6q Deletion in Waldenström Macroglobulinemia Is the Most Common Cytogenetic Abnormality and Is Associated with Aggressive Disease with a Trend towards Worse Survival.

Fluorescence in situ hybridization (FISH) is an effective alternative for the analysis of cytogenetic abnormalities of low proliferative entities such as Waldenström macroglobulinemia (WM) but, to date, no studies have been carried out to explore the potential impact of molecular cytogenetics on disease evolution. Deletion of the long arm of chromosome 6 (6q-) is the most frequent cytogenetic abnormality in WM. In this study we have analyzed the incidence of this aberration (using both conventional cytogenetics and FISH analysis) in 102 WM patients, and we have correlated it with disease characteristics.

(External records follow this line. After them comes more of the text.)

//! Session coordinator: the single writer of the game state.
//!
//! Connection handlers feed [`SessionCommand`]s into an unbounded channel;
//! the session applies them between ticks, advances the simulation on a
//! fixed interval, and broadcasts each tick's snapshot to every connected
//! writer task. Input is buffered last-write-wins inside the game itself,
//! so a slow or silent peer never stalls the clock.

use log::{error, info, warn};
use rand::rngs::StdRng;
use rand::SeedableRng;
use shared::game::{DuelGame, GameStatus};
use shared::grid::{Direction, GameError, PlayerSlot};
use shared::protocol::Snapshot;
use std::time::Duration;
use tokio::sync::{broadcast, mpsc, oneshot};
use tokio::time::{interval, MissedTickBehavior};

/// Capacity of the snapshot fan-out; a writer that falls this far behind
/// starts skipping frames rather than blocking the tick task.
const SNAPSHOT_CHANNEL_CAPACITY: usize = 32;

/// Everything a connection handler may ask of the session.
#[derive(Debug)]
pub enum SessionCommand {
    /// A peer completed the TCP accept for `slot`; the reply carries the
    /// game status its handshake should advertise.
    Joined {
        slot: PlayerSlot,
        reply: oneshot::Sender<GameStatus>,
    },
    /// Direction request decoded from an input frame.
    Input { slot: PlayerSlot, direction: Direction },
    /// Restart request; honored only from a terminal state.
    Restart { slot: PlayerSlot },
    /// The peer's connection ended; its snake freezes in place.
    Left { slot: PlayerSlot },
}

pub struct Session {
    game: DuelGame,
    rng: StdRng,
    joined: [bool; 2],
    tick_period: Duration,
    cmd_rx: mpsc::UnboundedReceiver<SessionCommand>,
    snapshot_tx: broadcast::Sender<Snapshot>,
}

impl Session {
    /// Builds the session plus the two channel endpoints the network layer
    /// needs: the command sender and the snapshot broadcaster to subscribe
    /// writer tasks on.
    pub fn new(
        rows: u16,
        cols: u16,
        tick_period: Duration,
    ) -> Result<
        (
            Self,
            mpsc::UnboundedSender<SessionCommand>,
            broadcast::Sender<Snapshot>,
        ),
        GameError,
    > {
        let mut rng = StdRng::from_entropy();
        let game = DuelGame::new(rows as i16, cols as i16, &mut rng)?;
        let (cmd_tx, cmd_rx) = mpsc::unbounded_channel();
        let (snapshot_tx, _) = broadcast::channel(SNAPSHOT_CHANNEL_CAPACITY);
        let session = Session {
            game,
            rng,
            joined: [false; 2],
            tick_period,
            cmd_rx,
            snapshot_tx: snapshot_tx.clone(),
        };
        Ok((session, cmd_tx, snapshot_tx))
    }

    /// Runs until the command channel closes or the game hits an invariant
    /// violation. No two ticks overlap and every broadcast snapshot is the
    /// exact state produced by that tick.
    pub async fn run(mut self) {
        let mut ticker = interval(self.tick_period);
        ticker.set_missed_tick_behavior(MissedTickBehavior::Skip);
        // The first tick fires immediately; skip it so the period is honest.
        ticker.tick().await;

        loop {
            tokio::select! {
                cmd = self.cmd_rx.recv() => {
                    match cmd {
                        Some(cmd) => self.handle_command(cmd),
                        None => {
                            info!("all command senders dropped, session over");
                            return;
                        }
                    }
                }
                _ = ticker.tick() => {
                    if let Err(e) = self.on_tick() {
                        error!("session aborted by game invariant: {}", e);
                        return;
                    }
                }
            }
        }
    }

    fn handle_command(&mut self, cmd: SessionCommand) {
        match cmd {
            SessionCommand::Joined { slot, reply } => {
                self.joined[slot.index()] = true;
                if self.joined == [true, true] && self.game.status() == GameStatus::Waiting {
                    match self.game.start(&mut self.rng) {
                        Ok(()) => info!("both players joined, game running"),
                        Err(e) => error!("failed to start game: {}", e),
                    }
                }
                // The handshake is written after this reply, so it carries
                // the post-join status.
                let _ = reply.send(self.game.status());
            }
            SessionCommand::Input { slot, direction } => {
                self.game.set_direction(slot, direction);
            }
            SessionCommand::Restart { slot } => {
                if self.game.status().is_terminal() {
                    match self.game.restart(&mut self.rng) {
                        Ok(()) => info!("player {:?} restarted the game", slot),
                        Err(e) => error!("restart failed: {}", e),
                    }
                }
            }
            SessionCommand::Left { slot } => {
                warn!(
                    "player {:?} disconnected, freezing its snake; slot stays bound",
                    slot
                );
                self.game.freeze(slot);
            }
        }
    }

    fn on_tick(&mut self) -> Result<(), GameError> {
        self.game.tick(&mut self.rng)?;
        // Every state is snapshot-visible, Waiting and terminal ones
        // included; send errors just mean no writer is subscribed yet.
        let _ = self.snapshot_tx.send(self.game.snapshot());
        Ok(())
    }
}

#[cfg(test)]
mod tests {
    use super::*;
    use shared::grid::Cell;
    use tokio::time::timeout;

    fn new_session() -> (
        Session,
        mpsc::UnboundedSender<SessionCommand>,
        broadcast::Sender<Snapshot>,
    ) {
        Session::new(30, 60, Duration::from_millis(10)).unwrap()
    }

    fn join(session: &mut Session, slot: PlayerSlot) -> GameStatus {
        let (reply, mut rx) = oneshot::channel();
        session.handle_command(SessionCommand::Joined { slot, reply });
        rx.try_recv().unwrap()
    }

    #[test]
    fn game_starts_when_both_players_joined() {
        let (mut session, _tx, _snap) = new_session();
        assert_eq!(join(&mut session, PlayerSlot::One), GameStatus::Waiting);
        assert_eq!(join(&mut session, PlayerSlot::Two), GameStatus::Running);
    }

    #[test]
    fn tick_broadcasts_the_state_it_produced() {
        let (mut session, _tx, snapshot_tx) = new_session();
        let mut rx_a = snapshot_tx.subscribe();
        let mut rx_b = snapshot_tx.subscribe();
        join(&mut session, PlayerSlot::One);
        join(&mut session, PlayerSlot::Two);

        session.on_tick().unwrap();

        let snap_a = rx_a.try_recv().unwrap();
        let snap_b = rx_b.try_recv().unwrap();
        assert_eq!(snap_a, snap_b);
        assert_eq!(snap_a, session.game.snapshot());
        assert_eq!(snap_a.status, GameStatus::Running);
    }

    #[test]
    fn input_command_steers_the_player() {
        let (mut session, _tx, _snap) = new_session();
        join(&mut session, PlayerSlot::One);
        join(&mut session, PlayerSlot::Two);

        session.handle_command(SessionCommand::Input {
            slot: PlayerSlot::One,
            direction: Direction::Up,
        });
        session.on_tick().unwrap();

        // Player one starts at (10, 20) facing left; up turns it to (9, 20).
        assert_eq!(
            session.game.player(PlayerSlot::One).snake.head(),
            Cell::new(9, 20)
        );
    }

    #[test]
    fn left_command_freezes_the_slot() {
        let (mut session, _tx, _snap) = new_session();
        join(&mut session, PlayerSlot::One);
        join(&mut session, PlayerSlot::Two);
        let frozen_head = session.game.player(PlayerSlot::Two).snake.head();

        session.handle_command(SessionCommand::Left {
            slot: PlayerSlot::Two,
        });
        session.on_tick().unwrap();
        session.on_tick().unwrap();

        assert_eq!(
            session.game.player(PlayerSlot::Two).snake.head(),
            frozen_head
        );
        assert_ne!(
            session.game.player(PlayerSlot::One).snake.head(),
            Cell::new(10, 20)
        );
    }

    #[test]
    fn restart_ignored_while_running() {
        let (mut session, _tx, _snap) = new_session();
        join(&mut session, PlayerSlot::One);
        join(&mut session, PlayerSlot::Two);
        session.on_tick().unwrap();
        let head = session.game.player(PlayerSlot::One).snake.head();

        session.handle_command(SessionCommand::Restart {
            slot: PlayerSlot::One,
        });

        assert_eq!(session.game.status(), GameStatus::Running);
        assert_eq!(session.game.player(PlayerSlot::One).snake.head(), head);
    }

    #[tokio::test]
    async fn run_loop_ticks_and_broadcasts() {
        let (session, cmd_tx, snapshot_tx) = new_session();
        let mut snapshot_rx = snapshot_tx.subscribe();
        let handle = tokio::spawn(session.run());

        let (reply, rx) = oneshot::channel();
        cmd_tx
            .send(SessionCommand::Joined {
                slot: PlayerSlot::One,
                reply,
            })
            .unwrap();
        assert_eq!(rx.await.unwrap(), GameStatus::Waiting);

        let snap = timeout(Duration::from_secs(1), snapshot_rx.recv())
            .await
            .expect("no snapshot within a second")
            .unwrap();
        assert_eq!(snap.status, GameStatus::Waiting);

        drop(cmd_tx);
        timeout(Duration::from_secs(1), handle)
            .await
            .expect("session did not stop when senders dropped")
            .unwrap();
    }
}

Deletion of 6q21 was detected in 6% of patients by conventional cytogenetics, while FISH studies increased this incidence up to 39%. Moreover, in those patients analyzed by cIgM-FISH, the incidence of 6q- was higher (54%). Interestingly, 6q- patients displayed features associated with adverse prognosis (higher levels of ESR, CRP and beta-2 microglobulin), and a greater tendency to display anemia and hypoalbuminemia. Other differentiating variables without reaching statistical significance were a tendency of displaying a higher bone marrow lymphoplasmacytoid infiltration and the amount of monoclonal component in 6q- patients (table). In addition, patients with 6q- displayed shorter survival from time of diagnose (log-rank; p=0.09). In summary, our results show that 6q deletion in WM patients is currently the most frequently found cytogenetic abnormality. Patients with this deletion also shows a trend towards an aggressive disease and poorer outcome in WM. Further studies should focus on possible tumor suppressor genes in the minimal area of deletion at 6q and to determine their role in disease progression.